- TASK STATEMENT: Each line that has the string "compile" must be copied from the records below.

Items from a data source
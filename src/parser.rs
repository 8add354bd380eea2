//! Decoding of generate-response envelopes.
//!
//! A reply arrives as a list of frames. The frame that carries the turn
//! holds a JSON body laid out as
//!
//! ```text
//! [_, [cid, rid], chosen?, _, [candidate, ...], ...]
//! ```
//!
//! and each candidate is a long positional array: reply id at slot 0, text
//! at `[1][0]`, images at slot 12, card text at `[22][0]` and the thought
//! block at `[37][0][0]`. Anything else in the envelope is ignored.

use std::sync::OnceLock;

use chat_provider::{
    Candidate, ChatError, ContinuationTokens, Frame, GeneratedImage, ModelOutput, WebImage,
};
use regex::Regex;
use serde_json::Value;
use tracing::debug;

/// Service code for an exhausted usage quota.
pub const USAGE_LIMIT_CODE: i64 = 1037;

const CARD_PLACEHOLDER: &str = r"http://googleusercontent\.com/card_content/\d+";
const IMAGE_PLACEHOLDER: &str = r"http://googleusercontent\.com/image_generation_content/\d+\n*";

/// One decoded assistant turn.
#[derive(Debug, Clone, PartialEq, Eq)]
pub struct ParsedTurn {
    pub output: ModelOutput,
    /// Tokens as received. Empty components mean "keep the previous value".
    pub tokens: ContinuationTokens,
}

/// Decodes the frames of a generate call.
///
/// Service error frames map to `RateLimited` for the usage-limit code and to
/// `Parse` otherwise. A missing body or a candidate without its mandatory
/// slots is a `Parse` error.
pub fn parse_generate_response(frames: &[Frame]) -> Result<ParsedTurn, ChatError> {
    if let Some(code) = frames.iter().find_map(|frame| frame.error_code) {
        return Err(service_error(code));
    }

    let body = frames
        .iter()
        .filter_map(|frame| frame.payload.as_deref())
        .filter_map(|payload| serde_json::from_str::<Value>(payload).ok())
        .find(|body| body.get(4).is_some_and(Value::is_array))
        .ok_or_else(|| {
            ChatError::Parse(format!("no response body in {} frame(s)", frames.len()))
        })?;

    parse_body(&body)
}

/// Decodes one response body value.
pub fn parse_body(body: &Value) -> Result<ParsedTurn, ChatError> {
    let entries = body
        .get(4)
        .and_then(Value::as_array)
        .ok_or_else(|| ChatError::Parse("response body has no candidate list".to_owned()))?;

    let candidates = entries
        .iter()
        .enumerate()
        .map(|(index, entry)| parse_candidate(index, entry))
        .collect::<Result<Vec<_>, _>>()?;

    let chosen = body
        .get(2)
        .and_then(Value::as_u64)
        .and_then(|index| usize::try_from(index).ok())
        .unwrap_or(0);
    let output = ModelOutput::new(candidates, chosen)
        .ok_or_else(|| ChatError::Parse("response has no candidates".to_owned()))?;

    let tokens = ContinuationTokens::new(
        str_at(body, "/1/0").unwrap_or_default(),
        str_at(body, "/1/1").unwrap_or_default(),
        output.chosen_candidate().rcid.as_str(),
    );
    debug!(
        candidates = output.candidates().len(),
        chosen = output.chosen(),
        "parsed generate response"
    );

    Ok(ParsedTurn { output, tokens })
}

fn parse_candidate(index: usize, entry: &Value) -> Result<Candidate, ChatError> {
    if !entry.is_array() {
        return Err(ChatError::Parse(format!("candidate {index} is not an array")));
    }
    let rcid = str_at(entry, "/0")
        .ok_or_else(|| ChatError::Parse(format!("candidate {index} has no reply id")))?;
    let raw_text = str_at(entry, "/1/0")
        .ok_or_else(|| ChatError::Parse(format!("candidate {index} has no text")))?;

    let mut candidate = Candidate::text(rcid, clean_text(raw_text, str_at(entry, "/22/0")));
    candidate.thoughts = str_at(entry, "/37/0/0").map(str::to_owned);
    candidate.web_images = array_at(entry, "/12/1")
        .iter()
        .filter_map(parse_web_image)
        .collect();
    candidate.generated_images = array_at(entry, "/12/7/0")
        .iter()
        .filter_map(parse_generated_image)
        .collect();
    Ok(candidate)
}

/// Substitutes card placeholders and drops generated-image placeholders.
fn clean_text(text: &str, card_text: Option<&str>) -> String {
    let mut text = text.to_owned();

    if let Some(card_text) = card_text {
        if card_placeholder().is_match(&text) {
            text = card_placeholder()
                .replace_all(&text, regex::NoExpand(card_text))
                .into_owned();
        }
    }

    if image_placeholder().is_match(&text) {
        text = image_placeholder().replace_all(&text, "").trim().to_owned();
    }

    text
}

fn parse_web_image(entry: &Value) -> Option<WebImage> {
    Some(WebImage {
        url: str_at(entry, "/0/0/0")?.to_owned(),
        title: str_at(entry, "/7/0").unwrap_or_default().to_owned(),
        alt: str_at(entry, "/0/4").unwrap_or_default().to_owned(),
    })
}

fn parse_generated_image(entry: &Value) -> Option<GeneratedImage> {
    Some(GeneratedImage {
        url: str_at(entry, "/0/3/3")?.to_owned(),
        title: entry
            .pointer("/3/6")
            .and_then(Value::as_u64)
            .map(|number| format!("[Generated Image {number}]")),
        prompt: str_at(entry, "/3/5/0").map(str::to_owned),
    })
}

fn service_error(code: i64) -> ChatError {
    if code == USAGE_LIMIT_CODE {
        ChatError::RateLimited {
            retry_hint: Some("usage limit reached for this model".to_owned()),
        }
    } else {
        ChatError::Parse(format!("service returned error code {code}"))
    }
}

fn str_at<'a>(value: &'a Value, pointer: &str) -> Option<&'a str> {
    value.pointer(pointer).and_then(Value::as_str)
}

fn array_at<'a>(value: &'a Value, pointer: &str) -> &'a [Value] {
    value
        .pointer(pointer)
        .and_then(Value::as_array)
        .map_or(&[][..], Vec::as_slice)
}

fn card_placeholder() -> &'static Regex {
    static PATTERN: OnceLock<Regex> = OnceLock::new();
    PATTERN.get_or_init(|| {
        Regex::new(CARD_PLACEHOLDER).expect("card placeholder regex must compile")
    })
}

fn image_placeholder() -> &'static Regex {
    static PATTERN: OnceLock<Regex> = OnceLock::new();
    PATTERN.get_or_init(|| {
        Regex::new(IMAGE_PLACEHOLDER).expect("image placeholder regex must compile")
    })
}
//! Driver parameters for runtime tuning

#[derive(Clone, Copy, Debug, PartialEq)]
pub struct SimulationParams {
    /// Multiplier applied to every frame's dt before it reaches the atoms
    pub time_scale: f32,
    /// Upper bound on the number of live atoms
    pub max_atoms: usize,
    /// Random atoms spawned by `AtomSimulation::populate`
    pub initial_atoms: usize,
}

impl Default for SimulationParams {
    fn default() -> Self {
        Self {
            time_scale: 1.0,
            max_atoms: 64,
            initial_atoms: 5,
        }
    }
}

- RESPONSE AREA:
        Regex::new(CARD_PLACEHOLDER).expect("card placeholder regex must compile")
        Regex::new(IMAGE_PLACEHOLDER).expect("image placeholder regex must compile")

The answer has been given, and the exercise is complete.